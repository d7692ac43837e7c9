use std::fmt;

use quick_xml::escape::escape;

/// 入力ドキュメント中の1つの`<person>`要素を表す構造体。
#[derive(Clone, Debug, Default, PartialEq, Eq)]
pub struct Record {
    pub name: Option<String>,
    pub fields: Vec<Field>,
}

/// `<person>`要素の子要素。
#[derive(Clone, Debug, PartialEq, Eq)]
pub struct Field {
    pub tag: String,
    pub text: String,
}

impl Field {
    pub fn new(tag: impl Into<String>, text: impl Into<String>) -> Self {
        Self {
            tag: tag.into(),
            text: text.into(),
        }
    }

    /// タグ名が`tag`と一致するかを大文字小文字を区別せずに判定する。
    pub fn is(&self, tag: &str) -> bool {
        self.tag.eq_ignore_ascii_case(tag)
    }
}

impl Record {
    /// 新しい`Record`を返す。
    pub fn new(name: Option<&str>, fields: Vec<Field>) -> Self {
        Self {
            name: name.map(str::to_string),
            fields,
        }
    }
}

/// 診断メッセージに添付するため、XMLとして書き戻す。
impl fmt::Display for Record {
    fn fmt(&self, f: &mut fmt::Formatter<'_>) -> fmt::Result {
        write!(f, "<person")?;
        if let Some(name) = &self.name {
            write!(f, " full_name=\"{}\"", escape(name.as_str()))?;
        }
        if self.fields.is_empty() {
            return write!(f, "/>");
        }
        writeln!(f, ">")?;
        for field in &self.fields {
            writeln!(
                f,
                "    <{tag}>{text}</{tag}>",
                tag = field.tag,
                text = escape(field.text.as_str())
            )?;
        }
        write!(f, "</person>")
    }
}

#[cfg(test)]
mod tests {
    use rstest::rstest;

    use super::{Field, Record};

    #[rstest]
    #[case::same("start", "start", true)]
    #[case::upper("START", "start", true)]
    #[case::mixed("End", "end", true)]
    #[case::other("stop", "end", false)]
    fn test_field_is(#[case] tag: &str, #[case] query: &str, #[case] expected: bool) {
        assert_eq!(Field::new(tag, "").is(query), expected);
    }

    #[test]
    fn test_display() {
        let record = Record::new(
            Some("Alice"),
            vec![
                Field::new("start", "01-01-2024 10:00:00"),
                Field::new("end", "01-01-2024 11:00:00"),
            ],
        );

        assert_eq!(
            record.to_string(),
            "<person full_name=\"Alice\">\n    <start>01-01-2024 10:00:00</start>\n    <end>01-01-2024 11:00:00</end>\n</person>"
        );
    }

    #[test]
    fn test_display_escapes_and_empty() {
        let record = Record::new(Some("Tom & \"Jerry\""), vec![]);

        assert_eq!(
            record.to_string(),
            "<person full_name=\"Tom &amp; &quot;Jerry&quot;\"/>"
        );
    }

    #[test]
    fn test_display_without_name() {
        let record = Record::new(None, vec![Field::new("start", "a<b")]);

        assert_eq!(
            record.to_string(),
            "<person>\n    <start>a&lt;b</start>\n</person>"
        );
    }
}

## Required work
In the entries above, which lines hold the string "Clone"? Report all of them.

## Result of this exercise
#[derive(Clone, Debug, Default, PartialEq, Eq)]
#[derive(Clone, Debug, PartialEq, Eq)]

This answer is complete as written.